• Task directions
Find all the lines in the entries below that hold the word "error" and copy them.

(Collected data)

use std::path::Path;
use std::process;

use clap::Parser;
use owo_colors::OwoColorize;
use tracing::debug;
use tracing_subscriber::EnvFilter;
use tsv2resume_cli::ResumeCli;
use tsv2resume_core::ResumeResult;
use tsv2resume_core::config::ResumeConfig;
use tsv2resume_core::convert;
use tsv2resume_core::read_tsv_file;

static USE_COLOR: std::sync::atomic::AtomicBool = std::sync::atomic::AtomicBool::new(true);

fn color_enabled() -> bool {
	USE_COLOR.load(std::sync::atomic::Ordering::Relaxed)
}

/// Apply ANSI color codes only when color is enabled.
macro_rules! colored {
	($text:expr,green) => {
		if color_enabled() {
			format!("{}", $text.green())
		} else {
			format!("{}", $text)
		}
	};
}

fn main() {
	let args = ResumeCli::parse();

	// Respect NO_COLOR env var and --no-color flag.
	let use_color = !args.no_color && std::env::var_os("NO_COLOR").is_none();
	if !use_color {
		USE_COLOR.store(false, std::sync::atomic::Ordering::Relaxed);
	}

	init_tracing(args.verbose, use_color);

	// Install miette's fancy handler for rich error diagnostics.
	miette::set_hook(Box::new(move |_| {
		Box::new(
			miette::MietteHandlerOpts::new()
				.color(use_color)
				.unicode(use_color)
				.build(),
		)
	}))
	.ok();

	if let Err(e) = run(&args) {
		// Render through miette for error codes and help text.
		let report: miette::Report = e.into();
		eprintln!("{report:?}");
		process::exit(2);
	}
}

/// Log to stderr. `RUST_LOG` wins over `--verbose`.
fn init_tracing(verbose: bool, use_color: bool) {
	let default_level = if verbose { "debug" } else { "warn" };
	let filter =
		EnvFilter::try_from_default_env().unwrap_or_else(|_| EnvFilter::new(default_level));

	tracing_subscriber::fmt()
		.with_env_filter(filter)
		.with_writer(std::io::stderr)
		.with_ansi(use_color)
		.with_target(false)
		.try_init()
		.ok();
}

fn load_config(args: &ResumeCli) -> ResumeResult<ResumeConfig> {
	if let Some(path) = &args.config {
		return ResumeConfig::load_file(path);
	}

	let root = std::env::current_dir()?;
	Ok(ResumeConfig::load(&root)?.unwrap_or_default())
}

fn run(args: &ResumeCli) -> ResumeResult<()> {
	let mut config = load_config(args)?;
	if args.no_auto_paragraph {
		config.auto_paragraph = false;
	}

	let title = args
		.title
		.clone()
		.or_else(|| config.title.clone())
		.unwrap_or_else(|| args.default_title());
	debug!(%title, input = %args.input.display(), "converting");

	let rows = read_tsv_file(&args.input)?;
	let conversion = convert(&rows, &title, &config, args.format.into())?;

	write_output(&args.output, &conversion.output)?;

	println!(
		"{} {} with {} sections.",
		colored!("Generated", green),
		args.output.display(),
		conversion.sections.len()
	);

	Ok(())
}

fn write_output(path: &Path, content: &str) -> ResumeResult<()> {
	if let Some(parent) = path.parent().filter(|parent| !parent.as_os_str().is_empty()) {
		std::fs::create_dir_all(parent)?;
	}

	std::fs::write(path, content)?;
	Ok(())
}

• Exercise output
	// Install miette's fancy handler for rich error diagnostics.
		// Render through miette for error codes and help text.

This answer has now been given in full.